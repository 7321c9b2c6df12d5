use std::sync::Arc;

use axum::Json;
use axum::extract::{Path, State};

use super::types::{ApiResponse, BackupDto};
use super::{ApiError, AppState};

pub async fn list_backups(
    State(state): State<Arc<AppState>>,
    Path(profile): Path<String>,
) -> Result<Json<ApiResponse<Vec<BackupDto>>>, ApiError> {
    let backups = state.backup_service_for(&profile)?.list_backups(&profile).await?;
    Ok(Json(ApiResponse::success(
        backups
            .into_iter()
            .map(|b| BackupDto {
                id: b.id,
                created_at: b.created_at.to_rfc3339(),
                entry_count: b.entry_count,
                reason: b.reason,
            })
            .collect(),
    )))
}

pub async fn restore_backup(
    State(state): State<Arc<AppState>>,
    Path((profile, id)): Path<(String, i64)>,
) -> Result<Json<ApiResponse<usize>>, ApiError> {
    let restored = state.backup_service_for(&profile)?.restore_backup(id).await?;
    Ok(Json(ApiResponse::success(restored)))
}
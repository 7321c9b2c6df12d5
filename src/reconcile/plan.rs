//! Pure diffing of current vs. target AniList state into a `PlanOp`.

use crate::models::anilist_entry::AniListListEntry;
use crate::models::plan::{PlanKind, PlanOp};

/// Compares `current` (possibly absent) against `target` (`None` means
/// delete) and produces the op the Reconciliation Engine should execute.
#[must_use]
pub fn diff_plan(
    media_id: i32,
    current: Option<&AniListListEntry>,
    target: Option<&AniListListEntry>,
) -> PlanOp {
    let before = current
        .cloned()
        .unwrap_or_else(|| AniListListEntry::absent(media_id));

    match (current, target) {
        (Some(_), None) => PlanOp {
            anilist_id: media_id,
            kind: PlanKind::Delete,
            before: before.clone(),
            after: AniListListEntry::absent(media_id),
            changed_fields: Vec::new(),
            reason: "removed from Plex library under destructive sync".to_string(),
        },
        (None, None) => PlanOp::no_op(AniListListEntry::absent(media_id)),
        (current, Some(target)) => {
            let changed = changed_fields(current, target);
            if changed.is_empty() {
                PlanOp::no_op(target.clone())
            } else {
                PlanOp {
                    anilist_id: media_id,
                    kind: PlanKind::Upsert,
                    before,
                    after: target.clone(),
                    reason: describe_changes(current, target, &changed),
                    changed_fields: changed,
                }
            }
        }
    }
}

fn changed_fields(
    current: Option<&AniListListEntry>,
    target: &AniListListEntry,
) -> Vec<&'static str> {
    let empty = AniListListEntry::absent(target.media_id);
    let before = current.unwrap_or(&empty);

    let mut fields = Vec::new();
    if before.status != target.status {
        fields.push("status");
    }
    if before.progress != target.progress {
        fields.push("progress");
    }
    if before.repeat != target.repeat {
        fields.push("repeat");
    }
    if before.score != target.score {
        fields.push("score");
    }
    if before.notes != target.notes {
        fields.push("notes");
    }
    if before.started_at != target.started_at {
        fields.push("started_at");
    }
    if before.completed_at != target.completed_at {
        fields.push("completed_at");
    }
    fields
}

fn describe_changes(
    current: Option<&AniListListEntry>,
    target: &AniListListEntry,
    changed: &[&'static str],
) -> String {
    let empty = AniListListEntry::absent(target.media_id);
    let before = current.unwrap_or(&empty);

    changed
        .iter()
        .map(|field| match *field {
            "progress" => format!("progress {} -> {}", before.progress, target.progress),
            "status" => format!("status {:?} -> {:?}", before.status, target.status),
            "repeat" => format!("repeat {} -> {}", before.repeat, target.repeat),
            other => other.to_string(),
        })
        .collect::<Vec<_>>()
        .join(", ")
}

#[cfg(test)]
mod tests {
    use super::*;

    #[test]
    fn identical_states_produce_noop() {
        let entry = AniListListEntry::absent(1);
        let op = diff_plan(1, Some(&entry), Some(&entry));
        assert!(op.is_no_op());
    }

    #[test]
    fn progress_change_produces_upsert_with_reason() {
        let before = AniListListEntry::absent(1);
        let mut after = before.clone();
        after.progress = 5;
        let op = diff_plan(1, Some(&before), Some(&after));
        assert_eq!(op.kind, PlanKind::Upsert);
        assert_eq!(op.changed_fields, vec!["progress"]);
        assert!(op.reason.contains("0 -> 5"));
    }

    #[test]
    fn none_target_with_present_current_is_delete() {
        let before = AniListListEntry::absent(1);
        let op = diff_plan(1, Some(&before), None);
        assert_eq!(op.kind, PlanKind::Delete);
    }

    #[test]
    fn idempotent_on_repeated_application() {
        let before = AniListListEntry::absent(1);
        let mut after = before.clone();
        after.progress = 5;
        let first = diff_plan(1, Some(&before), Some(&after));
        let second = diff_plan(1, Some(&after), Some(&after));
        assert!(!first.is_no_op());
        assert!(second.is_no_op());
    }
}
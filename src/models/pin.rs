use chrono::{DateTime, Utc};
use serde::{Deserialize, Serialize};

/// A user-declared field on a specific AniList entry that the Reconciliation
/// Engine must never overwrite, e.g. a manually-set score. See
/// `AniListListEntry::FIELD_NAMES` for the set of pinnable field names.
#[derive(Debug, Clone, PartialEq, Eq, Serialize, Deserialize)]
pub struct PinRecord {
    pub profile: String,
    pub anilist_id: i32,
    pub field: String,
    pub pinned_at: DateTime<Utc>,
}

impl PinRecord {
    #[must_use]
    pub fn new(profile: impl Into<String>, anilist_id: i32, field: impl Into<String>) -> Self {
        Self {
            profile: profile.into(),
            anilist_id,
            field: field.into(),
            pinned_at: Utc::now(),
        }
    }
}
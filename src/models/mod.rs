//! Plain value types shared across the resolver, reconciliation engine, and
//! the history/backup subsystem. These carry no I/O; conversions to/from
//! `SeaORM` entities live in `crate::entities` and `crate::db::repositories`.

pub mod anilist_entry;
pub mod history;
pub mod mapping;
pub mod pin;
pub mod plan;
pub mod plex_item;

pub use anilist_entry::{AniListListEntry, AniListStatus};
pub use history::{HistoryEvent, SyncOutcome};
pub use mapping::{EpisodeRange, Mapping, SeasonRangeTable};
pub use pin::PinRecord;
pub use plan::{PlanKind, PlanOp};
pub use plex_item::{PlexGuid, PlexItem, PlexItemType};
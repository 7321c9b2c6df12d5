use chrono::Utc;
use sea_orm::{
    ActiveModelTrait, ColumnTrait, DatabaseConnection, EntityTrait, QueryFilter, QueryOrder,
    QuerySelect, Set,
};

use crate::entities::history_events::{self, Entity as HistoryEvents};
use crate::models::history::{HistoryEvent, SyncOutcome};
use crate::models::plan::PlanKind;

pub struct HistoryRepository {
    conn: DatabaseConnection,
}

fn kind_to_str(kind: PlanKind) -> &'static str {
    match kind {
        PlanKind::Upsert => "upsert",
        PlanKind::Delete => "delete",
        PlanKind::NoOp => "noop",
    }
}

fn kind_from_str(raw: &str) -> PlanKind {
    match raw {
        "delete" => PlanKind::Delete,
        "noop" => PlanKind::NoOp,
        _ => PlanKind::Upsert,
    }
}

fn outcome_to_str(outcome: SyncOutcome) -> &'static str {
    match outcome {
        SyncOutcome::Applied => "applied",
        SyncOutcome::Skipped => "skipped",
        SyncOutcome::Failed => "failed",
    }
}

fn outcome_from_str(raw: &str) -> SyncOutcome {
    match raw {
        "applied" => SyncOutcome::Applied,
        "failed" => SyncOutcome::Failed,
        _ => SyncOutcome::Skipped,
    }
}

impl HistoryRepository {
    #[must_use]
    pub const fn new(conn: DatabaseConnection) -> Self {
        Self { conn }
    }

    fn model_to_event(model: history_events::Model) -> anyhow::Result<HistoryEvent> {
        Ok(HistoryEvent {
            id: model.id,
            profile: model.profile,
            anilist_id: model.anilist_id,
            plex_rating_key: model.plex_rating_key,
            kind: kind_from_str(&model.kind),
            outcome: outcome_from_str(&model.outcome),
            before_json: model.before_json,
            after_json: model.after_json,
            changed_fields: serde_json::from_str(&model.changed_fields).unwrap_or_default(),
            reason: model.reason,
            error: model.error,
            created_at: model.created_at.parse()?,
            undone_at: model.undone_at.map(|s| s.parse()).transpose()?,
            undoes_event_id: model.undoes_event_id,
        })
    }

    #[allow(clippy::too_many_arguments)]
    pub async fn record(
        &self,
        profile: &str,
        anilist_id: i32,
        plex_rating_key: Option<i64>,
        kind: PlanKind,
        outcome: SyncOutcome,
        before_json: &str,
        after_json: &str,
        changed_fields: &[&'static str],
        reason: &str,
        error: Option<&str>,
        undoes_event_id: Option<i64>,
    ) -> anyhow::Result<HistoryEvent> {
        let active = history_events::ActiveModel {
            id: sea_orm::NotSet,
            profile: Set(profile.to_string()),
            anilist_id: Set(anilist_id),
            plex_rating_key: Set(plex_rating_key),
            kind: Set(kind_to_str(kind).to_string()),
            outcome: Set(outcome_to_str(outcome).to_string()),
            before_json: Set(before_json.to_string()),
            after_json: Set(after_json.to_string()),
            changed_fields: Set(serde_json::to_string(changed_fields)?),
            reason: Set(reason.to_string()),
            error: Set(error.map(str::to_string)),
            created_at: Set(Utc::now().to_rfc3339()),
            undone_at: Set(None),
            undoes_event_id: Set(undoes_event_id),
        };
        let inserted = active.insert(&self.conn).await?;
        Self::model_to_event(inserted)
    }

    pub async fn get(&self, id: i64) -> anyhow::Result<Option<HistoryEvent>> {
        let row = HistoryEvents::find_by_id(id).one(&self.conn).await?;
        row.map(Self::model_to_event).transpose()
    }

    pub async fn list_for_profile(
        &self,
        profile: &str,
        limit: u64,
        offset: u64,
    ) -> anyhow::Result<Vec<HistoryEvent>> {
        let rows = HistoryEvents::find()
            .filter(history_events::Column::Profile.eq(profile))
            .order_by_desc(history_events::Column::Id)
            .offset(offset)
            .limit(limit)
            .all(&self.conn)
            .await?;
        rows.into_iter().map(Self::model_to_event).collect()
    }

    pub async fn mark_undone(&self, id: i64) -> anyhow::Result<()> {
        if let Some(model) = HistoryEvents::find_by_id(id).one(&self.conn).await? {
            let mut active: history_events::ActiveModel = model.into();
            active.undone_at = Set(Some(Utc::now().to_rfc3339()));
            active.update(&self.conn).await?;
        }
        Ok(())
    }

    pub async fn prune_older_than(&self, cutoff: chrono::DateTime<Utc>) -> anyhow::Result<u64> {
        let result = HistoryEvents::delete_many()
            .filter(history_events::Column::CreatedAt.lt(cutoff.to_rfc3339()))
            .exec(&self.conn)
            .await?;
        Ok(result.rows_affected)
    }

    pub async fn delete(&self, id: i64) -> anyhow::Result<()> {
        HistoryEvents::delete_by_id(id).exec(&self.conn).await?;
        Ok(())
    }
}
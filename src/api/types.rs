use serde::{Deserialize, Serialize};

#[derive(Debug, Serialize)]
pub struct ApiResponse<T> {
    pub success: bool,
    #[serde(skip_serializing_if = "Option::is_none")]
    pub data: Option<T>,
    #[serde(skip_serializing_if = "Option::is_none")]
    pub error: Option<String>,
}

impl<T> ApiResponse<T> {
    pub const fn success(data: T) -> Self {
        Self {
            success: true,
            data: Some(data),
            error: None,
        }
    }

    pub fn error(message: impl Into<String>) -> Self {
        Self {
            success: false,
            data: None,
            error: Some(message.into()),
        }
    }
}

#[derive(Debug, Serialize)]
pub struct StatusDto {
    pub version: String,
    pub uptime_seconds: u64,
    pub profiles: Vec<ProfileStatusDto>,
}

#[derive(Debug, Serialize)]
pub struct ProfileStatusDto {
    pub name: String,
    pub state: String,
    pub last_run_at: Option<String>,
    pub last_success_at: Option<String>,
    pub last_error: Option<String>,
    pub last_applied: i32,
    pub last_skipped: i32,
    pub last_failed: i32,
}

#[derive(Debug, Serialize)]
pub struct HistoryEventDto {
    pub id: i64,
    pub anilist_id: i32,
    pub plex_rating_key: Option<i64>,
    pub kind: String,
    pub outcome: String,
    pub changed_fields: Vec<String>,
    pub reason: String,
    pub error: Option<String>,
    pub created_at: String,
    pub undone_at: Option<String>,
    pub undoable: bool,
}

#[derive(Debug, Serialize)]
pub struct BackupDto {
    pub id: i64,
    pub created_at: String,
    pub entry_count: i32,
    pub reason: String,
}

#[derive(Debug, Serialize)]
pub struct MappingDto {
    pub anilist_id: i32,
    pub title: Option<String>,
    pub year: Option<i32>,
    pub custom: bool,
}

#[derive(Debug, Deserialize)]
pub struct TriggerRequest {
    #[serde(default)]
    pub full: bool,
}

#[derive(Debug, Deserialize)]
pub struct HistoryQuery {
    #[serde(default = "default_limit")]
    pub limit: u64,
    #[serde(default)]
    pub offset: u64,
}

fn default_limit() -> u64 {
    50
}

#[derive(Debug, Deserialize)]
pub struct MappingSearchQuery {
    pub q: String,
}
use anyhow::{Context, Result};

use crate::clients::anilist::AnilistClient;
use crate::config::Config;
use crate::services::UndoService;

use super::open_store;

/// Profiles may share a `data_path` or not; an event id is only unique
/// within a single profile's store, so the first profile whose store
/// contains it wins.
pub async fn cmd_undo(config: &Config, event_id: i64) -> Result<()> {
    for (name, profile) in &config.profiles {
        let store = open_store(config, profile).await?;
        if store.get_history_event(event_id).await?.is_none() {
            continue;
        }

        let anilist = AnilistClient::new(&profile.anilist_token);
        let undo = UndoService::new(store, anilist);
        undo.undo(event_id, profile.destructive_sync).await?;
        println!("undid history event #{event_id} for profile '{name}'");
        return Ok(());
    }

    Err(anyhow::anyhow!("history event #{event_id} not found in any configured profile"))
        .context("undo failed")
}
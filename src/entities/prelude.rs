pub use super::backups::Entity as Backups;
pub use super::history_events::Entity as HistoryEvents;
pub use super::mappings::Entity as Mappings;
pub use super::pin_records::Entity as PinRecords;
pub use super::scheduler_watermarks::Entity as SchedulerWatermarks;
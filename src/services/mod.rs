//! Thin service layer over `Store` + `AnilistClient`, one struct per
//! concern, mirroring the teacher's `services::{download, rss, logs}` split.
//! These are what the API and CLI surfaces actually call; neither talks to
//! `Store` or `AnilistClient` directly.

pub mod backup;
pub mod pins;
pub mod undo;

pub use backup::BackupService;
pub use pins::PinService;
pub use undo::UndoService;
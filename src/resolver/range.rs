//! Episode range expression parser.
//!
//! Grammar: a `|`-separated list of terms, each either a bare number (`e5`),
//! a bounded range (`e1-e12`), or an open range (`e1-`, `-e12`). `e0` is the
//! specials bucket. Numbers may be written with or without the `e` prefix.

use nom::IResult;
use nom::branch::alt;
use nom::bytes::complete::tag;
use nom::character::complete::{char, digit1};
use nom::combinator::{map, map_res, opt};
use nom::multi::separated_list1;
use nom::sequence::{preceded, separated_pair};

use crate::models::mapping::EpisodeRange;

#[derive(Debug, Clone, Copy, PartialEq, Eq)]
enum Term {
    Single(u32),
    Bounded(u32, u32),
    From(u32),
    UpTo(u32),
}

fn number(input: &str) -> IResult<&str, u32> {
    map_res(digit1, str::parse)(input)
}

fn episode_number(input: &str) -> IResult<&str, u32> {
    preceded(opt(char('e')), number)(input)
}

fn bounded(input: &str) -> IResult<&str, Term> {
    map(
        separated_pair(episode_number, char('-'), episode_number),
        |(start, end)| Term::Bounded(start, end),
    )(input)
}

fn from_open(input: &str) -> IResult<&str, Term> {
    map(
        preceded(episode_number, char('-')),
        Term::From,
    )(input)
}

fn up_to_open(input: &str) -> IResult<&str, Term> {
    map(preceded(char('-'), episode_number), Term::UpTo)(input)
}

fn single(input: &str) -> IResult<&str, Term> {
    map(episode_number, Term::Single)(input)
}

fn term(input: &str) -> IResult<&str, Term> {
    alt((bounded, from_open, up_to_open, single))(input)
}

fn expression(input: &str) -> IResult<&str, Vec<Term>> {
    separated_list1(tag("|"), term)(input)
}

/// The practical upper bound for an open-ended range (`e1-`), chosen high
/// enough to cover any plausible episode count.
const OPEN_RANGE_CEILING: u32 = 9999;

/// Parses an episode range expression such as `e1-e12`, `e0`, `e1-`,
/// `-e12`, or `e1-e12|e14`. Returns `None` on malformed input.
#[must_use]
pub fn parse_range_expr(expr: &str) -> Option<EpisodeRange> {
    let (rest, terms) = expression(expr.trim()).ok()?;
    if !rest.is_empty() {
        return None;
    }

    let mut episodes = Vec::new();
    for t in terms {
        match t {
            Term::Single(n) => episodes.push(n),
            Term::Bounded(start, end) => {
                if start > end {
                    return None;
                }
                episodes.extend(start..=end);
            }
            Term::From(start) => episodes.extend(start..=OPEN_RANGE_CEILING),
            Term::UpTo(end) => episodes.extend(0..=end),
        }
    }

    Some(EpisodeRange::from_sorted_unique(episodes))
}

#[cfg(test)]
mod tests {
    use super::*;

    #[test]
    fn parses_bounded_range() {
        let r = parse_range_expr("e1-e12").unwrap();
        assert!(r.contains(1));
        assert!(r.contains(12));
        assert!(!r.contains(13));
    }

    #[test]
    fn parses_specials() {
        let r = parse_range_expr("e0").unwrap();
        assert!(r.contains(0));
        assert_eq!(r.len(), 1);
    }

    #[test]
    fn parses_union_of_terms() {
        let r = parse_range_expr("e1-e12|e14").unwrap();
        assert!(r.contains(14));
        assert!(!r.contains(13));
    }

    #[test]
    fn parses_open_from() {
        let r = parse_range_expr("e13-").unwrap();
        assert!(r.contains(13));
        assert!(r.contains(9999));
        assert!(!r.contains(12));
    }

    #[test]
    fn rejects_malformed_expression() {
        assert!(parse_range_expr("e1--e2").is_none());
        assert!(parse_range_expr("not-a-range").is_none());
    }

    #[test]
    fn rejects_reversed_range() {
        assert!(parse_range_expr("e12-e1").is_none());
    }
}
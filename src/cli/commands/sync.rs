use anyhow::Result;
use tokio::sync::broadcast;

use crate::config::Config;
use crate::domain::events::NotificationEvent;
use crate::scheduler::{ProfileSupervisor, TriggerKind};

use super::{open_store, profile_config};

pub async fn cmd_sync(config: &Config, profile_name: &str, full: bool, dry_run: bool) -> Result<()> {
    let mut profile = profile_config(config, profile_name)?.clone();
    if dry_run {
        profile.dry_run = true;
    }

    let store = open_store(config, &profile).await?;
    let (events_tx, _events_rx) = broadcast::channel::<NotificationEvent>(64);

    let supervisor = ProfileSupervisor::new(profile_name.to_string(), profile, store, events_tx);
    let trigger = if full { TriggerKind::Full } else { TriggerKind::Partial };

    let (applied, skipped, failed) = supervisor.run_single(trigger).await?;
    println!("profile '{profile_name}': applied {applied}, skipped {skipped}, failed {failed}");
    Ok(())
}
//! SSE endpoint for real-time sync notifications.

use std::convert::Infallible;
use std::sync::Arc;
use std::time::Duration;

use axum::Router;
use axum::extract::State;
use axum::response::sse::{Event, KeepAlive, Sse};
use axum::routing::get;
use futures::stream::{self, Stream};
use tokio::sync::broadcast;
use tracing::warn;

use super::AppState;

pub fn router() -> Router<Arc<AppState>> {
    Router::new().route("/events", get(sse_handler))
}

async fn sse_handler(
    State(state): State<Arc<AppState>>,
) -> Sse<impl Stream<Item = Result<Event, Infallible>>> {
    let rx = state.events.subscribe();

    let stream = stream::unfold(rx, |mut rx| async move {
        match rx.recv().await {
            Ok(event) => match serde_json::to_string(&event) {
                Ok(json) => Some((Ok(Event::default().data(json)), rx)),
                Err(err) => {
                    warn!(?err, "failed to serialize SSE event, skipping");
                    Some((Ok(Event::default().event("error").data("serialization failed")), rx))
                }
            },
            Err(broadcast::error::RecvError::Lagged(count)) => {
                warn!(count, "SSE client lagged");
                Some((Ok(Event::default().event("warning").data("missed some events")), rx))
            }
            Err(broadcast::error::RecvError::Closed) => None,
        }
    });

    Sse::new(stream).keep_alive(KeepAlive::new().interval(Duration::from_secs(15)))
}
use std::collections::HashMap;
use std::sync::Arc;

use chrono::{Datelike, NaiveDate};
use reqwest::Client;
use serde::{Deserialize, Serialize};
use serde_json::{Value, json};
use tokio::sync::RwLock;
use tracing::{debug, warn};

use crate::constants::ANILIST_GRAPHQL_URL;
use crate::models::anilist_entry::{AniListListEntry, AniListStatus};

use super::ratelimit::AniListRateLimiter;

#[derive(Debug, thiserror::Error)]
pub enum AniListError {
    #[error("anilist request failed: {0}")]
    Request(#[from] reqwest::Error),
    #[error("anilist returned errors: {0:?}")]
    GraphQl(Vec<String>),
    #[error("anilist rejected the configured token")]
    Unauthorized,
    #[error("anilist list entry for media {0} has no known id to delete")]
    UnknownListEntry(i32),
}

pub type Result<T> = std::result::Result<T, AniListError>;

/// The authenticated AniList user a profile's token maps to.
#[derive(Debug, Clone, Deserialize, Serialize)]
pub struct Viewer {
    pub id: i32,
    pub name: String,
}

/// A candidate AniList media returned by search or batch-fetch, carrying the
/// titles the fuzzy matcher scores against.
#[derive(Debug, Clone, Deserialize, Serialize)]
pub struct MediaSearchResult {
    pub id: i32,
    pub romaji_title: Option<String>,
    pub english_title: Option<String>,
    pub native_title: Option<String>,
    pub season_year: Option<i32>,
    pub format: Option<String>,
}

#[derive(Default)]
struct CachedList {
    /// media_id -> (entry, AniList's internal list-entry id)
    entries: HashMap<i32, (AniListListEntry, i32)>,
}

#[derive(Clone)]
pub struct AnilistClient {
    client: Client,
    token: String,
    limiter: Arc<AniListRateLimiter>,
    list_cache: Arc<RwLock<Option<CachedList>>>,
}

## What is needed
Among the lines of the data, which ones contain the word "ApiError"? Show them.

## Written solution
use super::{ApiError, AppState};
) -> Result<Json<ApiResponse<Vec<BackupDto>>>, ApiError> {
) -> Result<Json<ApiResponse<usize>>, ApiError> {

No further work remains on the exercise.